Toronto City Health Authorities received confirmation that a Toronto-based adult was tested positive for the West Nile virus. This is the first human case tested positive for the West Nile virus in Toronto in 2018.
The person was hospitalized because of her illness, but she is recovering at home.
The risk of becoming infected with West Nile virus in Toronto is very low. Now is the time to remind residents how to protect themselves from mosquito bites and reduce the risk of infection, "said Dr. Eileen de Villa of Toronto's Medical Officer of Health
West Nile virus is transmitted to humans through the bite of an infected mosquito.
West Nile virus symptoms usually develop between two and 15 days afterward Symptoms may include fever, headache, nausea, vomiting, body aches, skin rash and swollen lymph nodes If you or a family member is concerned about any symptoms, contact your doctor.

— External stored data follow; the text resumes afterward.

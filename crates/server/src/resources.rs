//! Resource fetch seam for the `request` command
//!
//! Request replies come from the durable store, not the stream. The
//! trait keeps command handling testable without Postgres.

use async_trait::async_trait;
use pulsegrid_common::db::Repository;
use pulsegrid_common::errors::Result;
use serde_json::Value;

/// Named dashboard resources a client can request synchronously.
#[async_trait]
pub trait ResourceStore: Send + Sync {
    /// Latest aggregated metrics pass
    async fn metrics(&self) -> Result<Value>;

    /// Recommendations awaiting a decision
    async fn recommendations(&self) -> Result<Value>;

    /// All tracked competitors
    async fn competitors(&self) -> Result<Value>;
}

/// Recommendations returned per request; older ones page in elsewhere.
const RECOMMENDATION_LIMIT: u64 = 50;

#[async_trait]
impl ResourceStore for Repository {
    async fn metrics(&self) -> Result<Value> {
        let snapshot = self.latest_metric_snapshot().await?;
        Ok(snapshot
            .map(|s| s.payload)
            .unwrap_or_else(|| Value::Object(Default::default())))
    }

    async fn recommendations(&self) -> Result<Value> {
        let rows = self.pending_recommendations(RECOMMENDATION_LIMIT).await?;
        Ok(serde_json::to_value(rows)?)
    }

    async fn competitors(&self) -> Result<Value> {
        let rows = self.list_competitors().await?;
        Ok(serde_json::to_value(rows)?)
    }
}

Toronto Public Health recommends the following prevention tips to protect residents against mosquito bites:
• Tra Wear bright, long-sleeved shirts and pants outdoors.
• Apply insect repellent with DEET or Icaridin and follow the manufacturer's instructions.
• Be particularly careful during the mosquito bite time (twilight and dawn)
• Remove stagnant water from your property where mosquitoes can multiply.
• Make sure your house has windows close to windows and doors.